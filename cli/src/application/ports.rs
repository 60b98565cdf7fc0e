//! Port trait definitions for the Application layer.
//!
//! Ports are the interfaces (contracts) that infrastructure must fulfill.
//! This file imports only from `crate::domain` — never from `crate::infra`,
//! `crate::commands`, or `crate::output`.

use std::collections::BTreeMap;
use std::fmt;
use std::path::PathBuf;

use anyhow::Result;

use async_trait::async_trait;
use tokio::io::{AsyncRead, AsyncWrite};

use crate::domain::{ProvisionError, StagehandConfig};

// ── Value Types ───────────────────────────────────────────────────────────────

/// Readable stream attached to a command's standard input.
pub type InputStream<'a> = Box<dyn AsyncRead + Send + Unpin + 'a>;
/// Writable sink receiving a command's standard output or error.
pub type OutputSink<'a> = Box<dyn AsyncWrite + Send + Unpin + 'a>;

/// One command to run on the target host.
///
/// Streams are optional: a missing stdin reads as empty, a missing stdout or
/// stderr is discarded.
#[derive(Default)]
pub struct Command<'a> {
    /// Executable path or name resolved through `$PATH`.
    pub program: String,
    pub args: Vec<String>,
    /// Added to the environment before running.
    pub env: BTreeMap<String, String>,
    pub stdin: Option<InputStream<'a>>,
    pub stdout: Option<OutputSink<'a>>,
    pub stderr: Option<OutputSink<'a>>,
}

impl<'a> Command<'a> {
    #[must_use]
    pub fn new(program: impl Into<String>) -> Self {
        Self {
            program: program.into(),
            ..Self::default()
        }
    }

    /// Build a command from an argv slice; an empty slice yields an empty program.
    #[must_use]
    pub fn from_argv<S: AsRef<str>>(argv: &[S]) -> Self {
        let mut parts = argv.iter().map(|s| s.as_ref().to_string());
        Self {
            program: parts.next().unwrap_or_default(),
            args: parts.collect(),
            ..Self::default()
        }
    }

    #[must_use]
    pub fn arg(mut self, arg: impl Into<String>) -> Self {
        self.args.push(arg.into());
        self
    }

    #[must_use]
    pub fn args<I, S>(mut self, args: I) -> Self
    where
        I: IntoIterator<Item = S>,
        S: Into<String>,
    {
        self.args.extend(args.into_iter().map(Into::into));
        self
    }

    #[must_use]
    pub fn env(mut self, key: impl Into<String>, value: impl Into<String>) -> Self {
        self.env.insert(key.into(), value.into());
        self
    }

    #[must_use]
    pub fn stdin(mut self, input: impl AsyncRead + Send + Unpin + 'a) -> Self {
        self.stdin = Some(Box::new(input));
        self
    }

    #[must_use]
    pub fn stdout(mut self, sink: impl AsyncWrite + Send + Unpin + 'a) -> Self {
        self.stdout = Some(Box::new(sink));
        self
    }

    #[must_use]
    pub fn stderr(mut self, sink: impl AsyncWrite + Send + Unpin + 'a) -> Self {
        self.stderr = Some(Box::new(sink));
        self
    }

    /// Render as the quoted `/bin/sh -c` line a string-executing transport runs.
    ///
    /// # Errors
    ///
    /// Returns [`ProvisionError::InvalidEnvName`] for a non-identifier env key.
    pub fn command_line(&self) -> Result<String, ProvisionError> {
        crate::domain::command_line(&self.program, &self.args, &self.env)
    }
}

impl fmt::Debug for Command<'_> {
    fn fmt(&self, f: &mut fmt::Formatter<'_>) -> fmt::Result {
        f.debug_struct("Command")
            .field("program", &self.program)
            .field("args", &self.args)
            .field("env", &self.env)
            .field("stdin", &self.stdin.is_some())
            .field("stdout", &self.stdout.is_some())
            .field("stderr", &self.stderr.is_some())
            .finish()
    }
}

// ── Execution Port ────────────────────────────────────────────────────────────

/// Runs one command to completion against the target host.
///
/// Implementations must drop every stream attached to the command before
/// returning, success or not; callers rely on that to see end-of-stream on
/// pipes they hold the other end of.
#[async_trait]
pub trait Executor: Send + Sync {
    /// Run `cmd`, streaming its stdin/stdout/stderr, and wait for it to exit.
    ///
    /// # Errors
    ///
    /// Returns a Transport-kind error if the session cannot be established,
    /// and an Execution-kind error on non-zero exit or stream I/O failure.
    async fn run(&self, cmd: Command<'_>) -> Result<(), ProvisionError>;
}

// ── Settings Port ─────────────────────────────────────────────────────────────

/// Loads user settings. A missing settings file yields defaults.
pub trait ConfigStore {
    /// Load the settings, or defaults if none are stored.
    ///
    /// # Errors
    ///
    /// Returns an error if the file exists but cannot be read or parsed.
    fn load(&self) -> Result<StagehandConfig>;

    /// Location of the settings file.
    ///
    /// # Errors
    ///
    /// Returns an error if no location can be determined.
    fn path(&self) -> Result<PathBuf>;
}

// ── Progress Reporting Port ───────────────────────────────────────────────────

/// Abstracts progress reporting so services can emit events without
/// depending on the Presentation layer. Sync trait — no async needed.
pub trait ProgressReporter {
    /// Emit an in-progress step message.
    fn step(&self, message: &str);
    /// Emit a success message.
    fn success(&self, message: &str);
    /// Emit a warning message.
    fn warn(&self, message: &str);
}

....

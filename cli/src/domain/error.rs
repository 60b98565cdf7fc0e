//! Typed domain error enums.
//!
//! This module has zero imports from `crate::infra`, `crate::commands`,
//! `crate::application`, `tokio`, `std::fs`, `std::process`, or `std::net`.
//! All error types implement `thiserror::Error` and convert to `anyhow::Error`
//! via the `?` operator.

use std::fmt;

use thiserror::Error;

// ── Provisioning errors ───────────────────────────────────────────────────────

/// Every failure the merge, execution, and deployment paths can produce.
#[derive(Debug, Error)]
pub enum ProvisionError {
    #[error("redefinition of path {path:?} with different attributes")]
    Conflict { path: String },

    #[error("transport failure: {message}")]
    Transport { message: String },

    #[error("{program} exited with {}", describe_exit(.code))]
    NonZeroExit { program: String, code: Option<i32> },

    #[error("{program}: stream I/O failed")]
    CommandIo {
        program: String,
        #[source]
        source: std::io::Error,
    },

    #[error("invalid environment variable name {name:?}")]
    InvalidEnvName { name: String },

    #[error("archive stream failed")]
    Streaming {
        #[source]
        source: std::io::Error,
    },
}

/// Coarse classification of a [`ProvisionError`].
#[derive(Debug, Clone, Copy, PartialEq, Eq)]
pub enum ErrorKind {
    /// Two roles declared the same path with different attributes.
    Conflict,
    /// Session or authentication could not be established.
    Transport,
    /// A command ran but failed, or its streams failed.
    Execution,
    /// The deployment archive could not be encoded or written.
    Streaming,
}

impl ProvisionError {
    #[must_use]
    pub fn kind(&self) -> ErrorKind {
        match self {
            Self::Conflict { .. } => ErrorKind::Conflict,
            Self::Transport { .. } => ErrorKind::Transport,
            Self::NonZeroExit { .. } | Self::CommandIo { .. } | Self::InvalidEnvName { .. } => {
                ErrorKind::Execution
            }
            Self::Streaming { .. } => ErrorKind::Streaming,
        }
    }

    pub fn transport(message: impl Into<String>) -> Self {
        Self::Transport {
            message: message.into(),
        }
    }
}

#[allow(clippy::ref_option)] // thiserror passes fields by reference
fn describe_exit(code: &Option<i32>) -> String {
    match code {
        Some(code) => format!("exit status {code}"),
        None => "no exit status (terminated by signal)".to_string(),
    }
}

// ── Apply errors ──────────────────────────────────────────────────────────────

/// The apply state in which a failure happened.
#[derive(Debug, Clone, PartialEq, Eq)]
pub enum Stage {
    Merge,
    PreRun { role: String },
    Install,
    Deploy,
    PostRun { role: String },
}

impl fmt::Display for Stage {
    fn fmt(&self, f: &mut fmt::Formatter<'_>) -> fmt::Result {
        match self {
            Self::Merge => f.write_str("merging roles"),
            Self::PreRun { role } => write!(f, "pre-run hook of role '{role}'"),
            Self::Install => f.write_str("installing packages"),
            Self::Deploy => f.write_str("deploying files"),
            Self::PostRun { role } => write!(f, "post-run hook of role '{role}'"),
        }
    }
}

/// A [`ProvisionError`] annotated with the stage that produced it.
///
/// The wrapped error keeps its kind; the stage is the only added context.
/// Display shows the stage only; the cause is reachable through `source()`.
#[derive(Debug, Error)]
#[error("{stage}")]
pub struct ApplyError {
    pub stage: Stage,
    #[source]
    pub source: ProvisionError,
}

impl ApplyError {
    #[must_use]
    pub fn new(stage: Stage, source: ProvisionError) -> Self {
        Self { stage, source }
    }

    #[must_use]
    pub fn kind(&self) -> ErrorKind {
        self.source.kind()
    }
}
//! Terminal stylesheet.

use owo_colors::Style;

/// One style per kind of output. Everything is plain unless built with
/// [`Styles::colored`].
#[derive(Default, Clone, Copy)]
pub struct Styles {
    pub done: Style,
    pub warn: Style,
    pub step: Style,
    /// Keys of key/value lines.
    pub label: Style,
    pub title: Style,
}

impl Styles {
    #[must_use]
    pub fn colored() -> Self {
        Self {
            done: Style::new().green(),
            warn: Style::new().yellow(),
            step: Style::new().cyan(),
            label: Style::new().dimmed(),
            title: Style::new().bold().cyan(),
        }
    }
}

....

[PROBLEM DETAILS] How many lines in the records contain the word "standard"? Answer with the number alone.

[SOLUTION] 2